Avez-vous connaissance de cas d’enfants élevés par des couples d’homosexuels ayant été signalés à l’autorité judiciaire?
Non, je n’ai jamais entendu dire, ou lu, que cela générerait des situations désastreuses pour ces enfants qui ne sont pas spécialement signalés à l’autorité judiciaire. Et j’ai aussi constaté que tous ceux qui mettent en avant des « études » contre le mariage pour tous n’en produisent jamais aucune. De fait, aujourd’hui, des enfants grandissent auprès d’adultes de même sexe, et cela sans difficulté particulière.
Comment l’enfant qui a deux « papas » ou deux « mamans » va-t-il se refléter dans le regard de ses camarades d’école évoluant au sein de couples hétérosexuels : la simple « différence » de dénomination peut-elle causer une souffrance ?
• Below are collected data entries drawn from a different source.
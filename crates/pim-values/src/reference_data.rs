use std::sync::Arc;

use serde_json::Value;

use pim_core::{
    Attribute, AttributeType, ProductValue, PropertyError, ReferenceData, ReferenceDataRepository,
    ReferenceDataRepositoryResolver, ValueData,
};

use crate::factory::{build, optional_string, string_array, ValueFactory};
use crate::resolve::{resolve_codes, NoneResolved, UnresolvedCodes};

/// Reference-data simple select values: one code of the attribute's
/// reference-data catalog.
pub struct ReferenceDataValueFactory {
    resolver: Arc<dyn ReferenceDataRepositoryResolver>,
    policy: UnresolvedCodes,
}

impl ReferenceDataValueFactory {
    #[must_use]
    pub fn new(resolver: Arc<dyn ReferenceDataRepositoryResolver>) -> Self {
        Self {
            resolver,
            policy: UnresolvedCodes::default(),
        }
    }

    #[must_use]
    pub fn with_policy(mut self, policy: UnresolvedCodes) -> Self {
        self.policy = policy;
        self
    }
}

impl ValueFactory for ReferenceDataValueFactory {
    fn supported_types(&self) -> &'static [AttributeType] {
        &[AttributeType::ReferenceDataSimpleSelect]
    }

    fn create(
        &self,
        attribute: &Arc<Attribute>,
        channel: Option<&str>,
        locale: Option<&str>,
        data: &Value,
    ) -> Result<ProductValue, PropertyError> {
        let codes: Vec<String> = optional_string(attribute, data)?
            .into_iter()
            .map(str::to_string)
            .collect();

        let entry = resolve_reference_data(self.resolver.as_ref(), attribute, &codes, self.policy)?
            .into_iter()
            .next();
        build(attribute, channel, locale, ValueData::ReferenceData(entry))
    }
}

/// Reference-data multi select values.
pub struct ReferenceDataCollectionValueFactory {
    resolver: Arc<dyn ReferenceDataRepositoryResolver>,
    policy: UnresolvedCodes,
}

impl ReferenceDataCollectionValueFactory {
    #[must_use]
    pub fn new(resolver: Arc<dyn ReferenceDataRepositoryResolver>) -> Self {
        Self {
            resolver,
            policy: UnresolvedCodes::default(),
        }
    }

    #[must_use]
    pub fn with_policy(mut self, policy: UnresolvedCodes) -> Self {
        self.policy = policy;
        self
    }
}

impl ValueFactory for ReferenceDataCollectionValueFactory {
    fn supported_types(&self) -> &'static [AttributeType] {
        &[AttributeType::ReferenceDataMultiSelect]
    }

    fn create(
        &self,
        attribute: &Arc<Attribute>,
        channel: Option<&str>,
        locale: Option<&str>,
        data: &Value,
    ) -> Result<ProductValue, PropertyError> {
        let codes = string_array(attribute, data)?;
        let entries =
            resolve_reference_data(self.resolver.as_ref(), attribute, &codes, self.policy)?;
        build(
            attribute,
            channel,
            locale,
            ValueData::ReferenceDataCollection(entries),
        )
    }
}

fn repository_for(
    resolver: &dyn ReferenceDataRepositoryResolver,
    attribute: &Attribute,
) -> Result<(String, Arc<dyn ReferenceDataRepository>), PropertyError> {
    let name = attribute.reference_data_name.as_deref().ok_or_else(|| {
        PropertyError::InvalidArgument(format!(
            "Attribute \"{}\" has no reference data name.",
            attribute.code
        ))
    })?;

    let repository = resolver.resolve(name).ok_or_else(|| {
        PropertyError::InvalidArgument(format!(
            "No repository is registered for the reference data \"{name}\" of attribute \"{}\".",
            attribute.code
        ))
    })?;

    Ok((name.to_string(), repository))
}

fn resolve_reference_data(
    resolver: &dyn ReferenceDataRepositoryResolver,
    attribute: &Attribute,
    codes: &[String],
    policy: UnresolvedCodes,
) -> Result<Vec<ReferenceData>, PropertyError> {
    let (name, repository) = repository_for(resolver, attribute)?;

    resolve_codes(
        codes,
        policy,
        |code| repository.find_one_by_code(code),
        |code| {
            tracing::warn!(
                attribute = %attribute.code,
                reference_data = %name,
                code = %code,
                "tried to load a product value with a reference data that does not exist"
            );
        },
    )
    .map_err(|NoneResolved { codes }| PropertyError::InvalidReferenceData {
        property: attribute.code.clone(),
        reference_data_name: name.clone(),
        codes,
    })
}
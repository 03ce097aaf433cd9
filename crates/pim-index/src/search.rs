use serde_json::{json, Map, Value};

/// Accumulates boolean clauses and sorts, then renders the engine query.
#[derive(Debug, Clone, Default, PartialEq)]
pub struct SearchQueryBuilder {
    filter: Vec<Value>,
    must_not: Vec<Value>,
    should: Vec<Value>,
    sort: Vec<Value>,
}

impl SearchQueryBuilder {
    #[must_use]
    pub fn new() -> Self {
        Self::default()
    }

    pub fn add_filter(&mut self, clause: Value) -> &mut Self {
        self.filter.push(clause);
        self
    }

    pub fn add_must_not(&mut self, clause: Value) -> &mut Self {
        self.must_not.push(clause);
        self
    }

    pub fn add_should(&mut self, clause: Value) -> &mut Self {
        self.should.push(clause);
        self
    }

    pub fn add_sort(&mut self, sort: Value) -> &mut Self {
        self.sort.push(sort);
        self
    }

    #[must_use]
    pub fn filter_clauses(&self) -> &[Value] {
        &self.filter
    }

    #[must_use]
    pub fn must_not_clauses(&self) -> &[Value] {
        &self.must_not
    }

    #[must_use]
    pub fn should_clauses(&self) -> &[Value] {
        &self.should
    }

    #[must_use]
    pub fn sorts(&self) -> &[Value] {
        &self.sort
    }

    #[must_use]
    pub fn is_empty(&self) -> bool {
        self.filter.is_empty()
            && self.must_not.is_empty()
            && self.should.is_empty()
            && self.sort.is_empty()
    }

    /// The query body. Empty clause lists are left out, as is `sort`.
    #[must_use]
    pub fn query(&self) -> Value {
        let mut bool_query = Map::new();
        if !self.filter.is_empty() {
            bool_query.insert("filter".to_string(), Value::from(self.filter.clone()));
        }
        if !self.must_not.is_empty() {
            bool_query.insert("must_not".to_string(), Value::from(self.must_not.clone()));
        }
        if !self.should.is_empty() {
            bool_query.insert("should".to_string(), Value::from(self.should.clone()));
            bool_query.insert("minimum_should_match".to_string(), json!(1));
        }

        let mut query = json!({
            "_source": ["identifier"],
            "query": {"constant_score": {"filter": {"bool": bool_query}}},
        });
        if !self.sort.is_empty() {
            query["sort"] = Value::from(self.sort.clone());
        }
        query
    }
}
C’est poser la question à l’envers. D’abord, l’enfant, comme tous les enfants, aura bien d’autres repères que les adultes qui l’élèvent. Il verra des couples hétérosexuels partout autour de lui (famille, voisins, amis, école, etc.). Mais surtout, quand un enfant est différent des autres (trop gros, trop petit, bègue, pauvre et moins bien habillé, etc.) et qu’il est moqué, son malaise ne provient pas tant de ce qu’il est que du regard malsain des autres. Ce sera donc la moquerie des autres qui pourra générer le malaise chez les enfants qui grandissent auprès d’adultes de même sexe, quand bien même ils sont très bien avec ces adultes.
Comment expliquez-vous alors que certains pays aient autorisé le mariage des couples d’homosexuels tout en refusant l’adoption par ces mêmes couples ?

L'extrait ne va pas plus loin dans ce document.